JM: Yes, that’s true. But to me, all younger people are brought up on this style of imagery, whether it is photography, film, or video. Often, they don’t even look at paintings anymore. If they’re going to look at a painting, they look at it as a digital file online, or they look at a picture in a book. As a result, I believe that this type of imagery, whether in a book, on a video, or on your cellphone, is very indicative of where culture may be going. I could be wrong, but it seems even more pervasive today than we would have expected, and each new development seems to build, in some way, on photography.

BL: You’re probably right.

JM: I find with my own personal collection that people respond more to the photography in the collection than they do to the prints. So it may also be a way to get other people interested in the fine arts, and then they can proceed to consider something else. It’s a great entry point.

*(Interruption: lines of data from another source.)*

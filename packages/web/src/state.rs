//! Shared application state handed to every handler.

use std::sync::Arc;

use api::auth::LoginFlow;
use api::db::UserStore;
use api::openid::OpenIdProvider;
use api::Settings;

#[derive(Clone)]
pub struct AppState {
    pub flow: Arc<LoginFlow>,
    pub store: Arc<dyn UserStore>,
    /// Public origin, used for MicroID claims.
    pub site: String,
}

impl AppState {
    pub fn new(
        settings: &Settings,
        store: Arc<dyn UserStore>,
        provider: Arc<dyn OpenIdProvider>,
    ) -> Self {
        Self {
            flow: Arc::new(LoginFlow::new(store.clone(), provider, settings)),
            store,
            site: settings.server.realm(),
        }
    }
}
//! Error types shared by the store and the auth gate.
//!
//! Provider failures are not errors here: they arrive as
//! [`Status`](crate::openid::Status) values and end in a flash message.

use std::fmt;

use thiserror::Error;

/// Field-level validation messages, in the order they were found.
#[derive(Debug, Clone, Default, PartialEq, Eq)]
pub struct ValidationErrors(Vec<String>);

impl ValidationErrors {
    pub fn new() -> Self {
        Self::default()
    }

    pub fn add(&mut self, message: impl Into<String>) {
        self.0.push(message.into());
    }

    pub fn is_empty(&self) -> bool {
        self.0.is_empty()
    }

    pub fn messages(&self) -> &[String] {
        &self.0
    }

    /// Joins the messages the way a sentence lists things:
    /// `a`, `a and b`, `a, b, and c`.
    pub fn to_sentence(&self) -> String {
        match self.0.as_slice() {
            [] => String::new(),
            [only] => only.clone(),
            [first, second] => format!("{} and {}", first, second),
            [init @ .., last] => format!("{}, and {}", init.join(", "), last),
        }
    }
}

impl fmt::Display for ValidationErrors {
    fn fmt(&self, f: &mut fmt::Formatter<'_>) -> fmt::Result {
        f.write_str(&self.to_sentence())
    }
}

impl From<Vec<String>> for ValidationErrors {
    fn from(messages: Vec<String>) -> Self {
        Self(messages)
    }
}

/// Errors returned by a [`UserStore`](crate::db::UserStore).
#[derive(Debug, Error)]
pub enum StoreError {
    #[error("validation failed: {0}")]
    Invalid(ValidationErrors),
    #[error("database error: {0}")]
    Database(#[from] sqlx::Error),
}

/// Errors raised by the request-scoped auth gate.
#[derive(Debug, Error)]
pub enum AuthError {
    #[error("session error: {0}")]
    Session(#[from] tower_sessions::session::Error),
    #[error(transparent)]
    Store(#[from] StoreError),
}
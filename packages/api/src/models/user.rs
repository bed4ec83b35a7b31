//! # User model for OpenID members
//!
//! Two representations of an Orb member:
//!
//! ## [`User`]
//!
//! A persisted row of the `users` table. It derives [`sqlx::FromRow`] and carries:
//!
//! - `id` — primary key (`UUID v4`), assigned by the store.
//! - `identity_url` — the verified OpenID identifier, unique across the table.
//! - `login`, `email`, `fullname` — profile fields copied from the provider's
//!   registration attributes (`nickname`, `email`, `fullname`).
//! - `created_at` / `updated_at` — audit timestamps.
//!
//! ## [`NewUser`]
//!
//! A member seen for the first time. It has no id until the store creates it.
//!
//! Both implement [`validate`](User::validate), which returns the full messages
//! shown to the member when their profile cannot be saved.

use chrono::{DateTime, Utc};
use serde::{Deserialize, Serialize};
use sqlx::FromRow;
use uuid::Uuid;

use crate::auth::ProfileUpdate;
use crate::error::ValidationErrors;

/// Full user record from the database.
#[derive(Debug, Clone, PartialEq, Eq, Serialize, Deserialize, FromRow)]
pub struct User {
    pub id: Uuid,
    pub identity_url: String,
    pub login: Option<String>,
    pub email: Option<String>,
    pub fullname: Option<String>,
    pub created_at: DateTime<Utc>,
    pub updated_at: DateTime<Utc>,
}

impl User {
    /// Apply staged registration attributes. Untouched fields keep their value.
    pub fn apply(&mut self, update: ProfileUpdate) {
        update.assign(&mut self.login, &mut self.email, &mut self.fullname);
    }

    pub fn validate(&self) -> ValidationErrors {
        validate_fields(
            &self.identity_url,
            self.login.as_deref(),
            self.email.as_deref(),
        )
    }

    /// Name shown in greetings: login, then full name, then the identity URL.
    pub fn display_name(&self) -> &str {
        self.login
            .as_deref()
            .or(self.fullname.as_deref())
            .unwrap_or(&self.identity_url)
    }
}

/// A user that has not been stored yet.
#[derive(Debug, Clone, Default, PartialEq, Eq)]
pub struct NewUser {
    pub identity_url: String,
    pub login: Option<String>,
    pub email: Option<String>,
    pub fullname: Option<String>,
}

impl NewUser {
    pub fn new(identity_url: impl Into<String>) -> Self {
        Self {
            identity_url: identity_url.into(),
            ..Self::default()
        }
    }

    pub fn apply(&mut self, update: ProfileUpdate) {
        update.assign(&mut self.login, &mut self.email, &mut self.fullname);
    }

    pub fn validate(&self) -> ValidationErrors {
        validate_fields(
            &self.identity_url,
            self.login.as_deref(),
            self.email.as_deref(),
        )
    }
}

fn validate_fields(identity_url: &str, login: Option<&str>, email: Option<&str>) -> ValidationErrors {
    let mut errors = ValidationErrors::new();

    if identity_url.trim().is_empty() {
        errors.add("Identity url can't be blank");
    }

    if login.map_or(true, |l| l.trim().is_empty()) {
        errors.add("Login can't be blank");
    }

    match email.map(str::trim) {
        None | Some("") => errors.add("Email can't be blank"),
        Some(email) => {
            let valid = email
                .split_once('@')
                .is_some_and(|(local, domain)| !local.is_empty() && !domain.is_empty());
            if !valid {
                errors.add("Email is invalid");
            }
        }
    }

    errors
}

#[cfg(test)]
mod tests {
    use super::*;

    fn stored() -> User {
        let now = Utc::now();
        User {
            id: Uuid::new_v4(),
            identity_url: "http://alice.example.org/".to_string(),
            login: Some("alice".to_string()),
            email: Some("alice@example.org".to_string()),
            fullname: None,
            created_at: now,
            updated_at: now,
        }
    }

    #[test]
    fn test_valid_user() {
        assert!(stored().validate().is_empty());
    }

    #[test]
    fn test_new_user_without_profile() {
        let user = NewUser::new("http://bob.example.org/");
        assert_eq!(
            user.validate().messages(),
            ["Login can't be blank", "Email can't be blank"]
        );
    }

    #[test]
    fn test_invalid_email() {
        let mut user = stored();
        user.email = Some("not-an-address".to_string());
        assert_eq!(user.validate().messages(), ["Email is invalid"]);

        user.email = Some("@example.org".to_string());
        assert_eq!(user.validate().messages(), ["Email is invalid"]);
    }

    #[test]
    fn test_blank_identity_url() {
        let mut user = NewUser::new("  ");
        user.login = Some("carol".to_string());
        user.email = Some("carol@example.org".to_string());
        assert_eq!(user.validate().messages(), ["Identity url can't be blank"]);
    }

    #[test]
    fn test_display_name_fallbacks() {
        let mut user = stored();
        assert_eq!(user.display_name(), "alice");

        user.login = None;
        user.fullname = Some("Alice Liddell".to_string());
        assert_eq!(user.display_name(), "Alice Liddell");

        user.fullname = None;
        assert_eq!(user.display_name(), "http://alice.example.org/");
    }
}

BL: But you came to photography in an entirely different way…

JM: That’s right.

(Laughter.)

BL: You made some of your earliest purchases at a point in time, the early 1980s, when we were considering what role painting might play in contemporary image making. Maybe the idea that you could switch to collecting photography, and find an immediate dialogue about the imagery, was something that was interesting to you?

JM: True.

BL: How many works are in your collection?

JM: There are probably 80 here, and then there are probably another forty in storage.

BL: Do you sell works from your collection?

JM: No, at least not yet. Even though there are works that I haven’t had up in a long time, I still feel a connection with them. Each work has a specific history, and a series of memories, so no, I could never sell them. Maybe I could in the future, I don’t know, but not right now.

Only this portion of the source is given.